La défiance vis-à-vis des médias russes officiels n’est pas neuve. En effet, l’organisation de ces derniers en Russie ne garantit aucune liberté d’expression ou d’esprit critique, notamment à l’égard du pouvoir en place, comme en témoignent les campagnes de diffamation, les arrestations et les assassinats de journalistes critiques (Anna Stepanovna Politkovskaïa en 2006 à Moscou). Les médias russes font l’objet d’une surveillance officielle assurée par l’organisme russe de surveillance des médias : Roskomnadzor (Service fédéral de supervision des communications, des technologies de l’information et des médias de masse en français).

Les extraits choisis annonçant l’interdiction de ces médias proviennent du Journal officiel de l’Union européenne, publié le 2 mars 2022.


[…]

(3) Le 1er mars 2022, le Conseil a adopté la décision (PESC) 2022/351 modifiant la décision 2014/512/PESC et imposant de nouvelles mesures restrictives à l’encontre des médias russes menant des actions de propagande.

(4) Dans ses conclusions du 24 février 2022, le Conseil européen a condamné avec la plus grande fermeté l’agression militaire non provoquée et injustifiée de la Fédération de Russie contre l’Ukraine. Par ses actions militaires illégales, la Russie viole de façon flagrante le droit international et les principes de la charte des Nations unies, et porte atteinte à la sécurité et à la stabilité européennes et mondiales. Le Conseil européen a appelé à l’élaboration et à l’adoption en urgence d’un nouveau train de sanctions individuelles et économiques. Le Conseil européen a appelé la Russie et les formations armées qu’elle soutient à cesser leur campagne de désinformation.

(5) Dans ses conclusions du 10 mai 2021, le Conseil a souligné la nécessité de renforcer encore la résilience de l’Union et des États membres, de même que leur capacité à lutter contre les menaces hybrides, y compris la désinformation, en veillant à ce qu’il soit recouru de manière coordonnée et intégrée aux outils existants de lutte contre les menaces hybrides au niveau de l’Union et des États membres, et le cas échéant à de nouveaux outils de ce type, ainsi que la nécessité d’étudier des réponses possibles dans le domaine des menaces hybrides, notamment face aux ingérences et opérations d’influence étrangères, qui pourraient englober des mesures de prévention et l’imposition de coûts à des acteurs étatiques et non étatiques hostiles.

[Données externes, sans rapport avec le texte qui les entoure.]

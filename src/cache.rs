use std::future::Future;
use std::sync::Arc;
use std::time::Duration;

use moka::future::Cache;
use tracing::debug;

use crate::query::QueryKey;

pub struct FeedCache<V> {
    name: &'static str,
    cache: Cache<QueryKey, Arc<V>>,
}

impl<V> FeedCache<V>
where
    V: Send + Sync + 'static,
{
    pub fn new(name: &'static str, ttl: Option<Duration>) -> Self {
        let builder = Cache::builder().name(name);
        let cache = match ttl {
            Some(ttl) => builder.time_to_live(ttl).build(),
            None => builder.build(),
        };
        Self { name, cache }
    }

    pub async fn get(&self, key: &QueryKey) -> Option<Arc<V>> {
        self.cache.get(key).await
    }

    pub async fn insert(&self, key: QueryKey, value: V) -> Arc<V> {
        let value = Arc::new(value);
        self.cache.insert(key, Arc::clone(&value)).await;
        value
    }

    // Errors reach every waiter and are never cached.
    pub async fn get_or_fetch<F, Fut, E>(&self, key: &QueryKey, fetch: F) -> Result<Arc<V>, Arc<E>>
    where
        F: FnOnce() -> Fut,
        Fut: Future<Output = Result<V, E>>,
        E: Send + Sync + 'static,
    {
        let name = self.name;
        self.cache
            .try_get_with(key.clone(), async move {
                debug!(cache = name, key = %key.label(), "cache miss");
                fetch().await.map(Arc::new)
            })
            .await
    }

    pub async fn invalidate(&self, key: &QueryKey) -> bool {
        self.cache.remove(key).await.is_some()
    }

    pub fn invalidate_all(&self) {
        self.cache.invalidate_all();
    }
}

(6) La Fédération de Russie a lancé une campagne internationale systématique de manipulation des médias et de déformation des faits afin de renforcer sa stratégie de déstabilisation des pays voisins et de l’Union et de ses États membres. La propagande a notamment pris pour cibles, de manière répétée et constante, les partis politiques européens, en particulier en période électorale, ainsi que la société civile, les demandeurs d’asile, les minorités ethniques russes, les minorités de genre et le fonctionnement des institutions démocratiques dans l’Union et ses États membres.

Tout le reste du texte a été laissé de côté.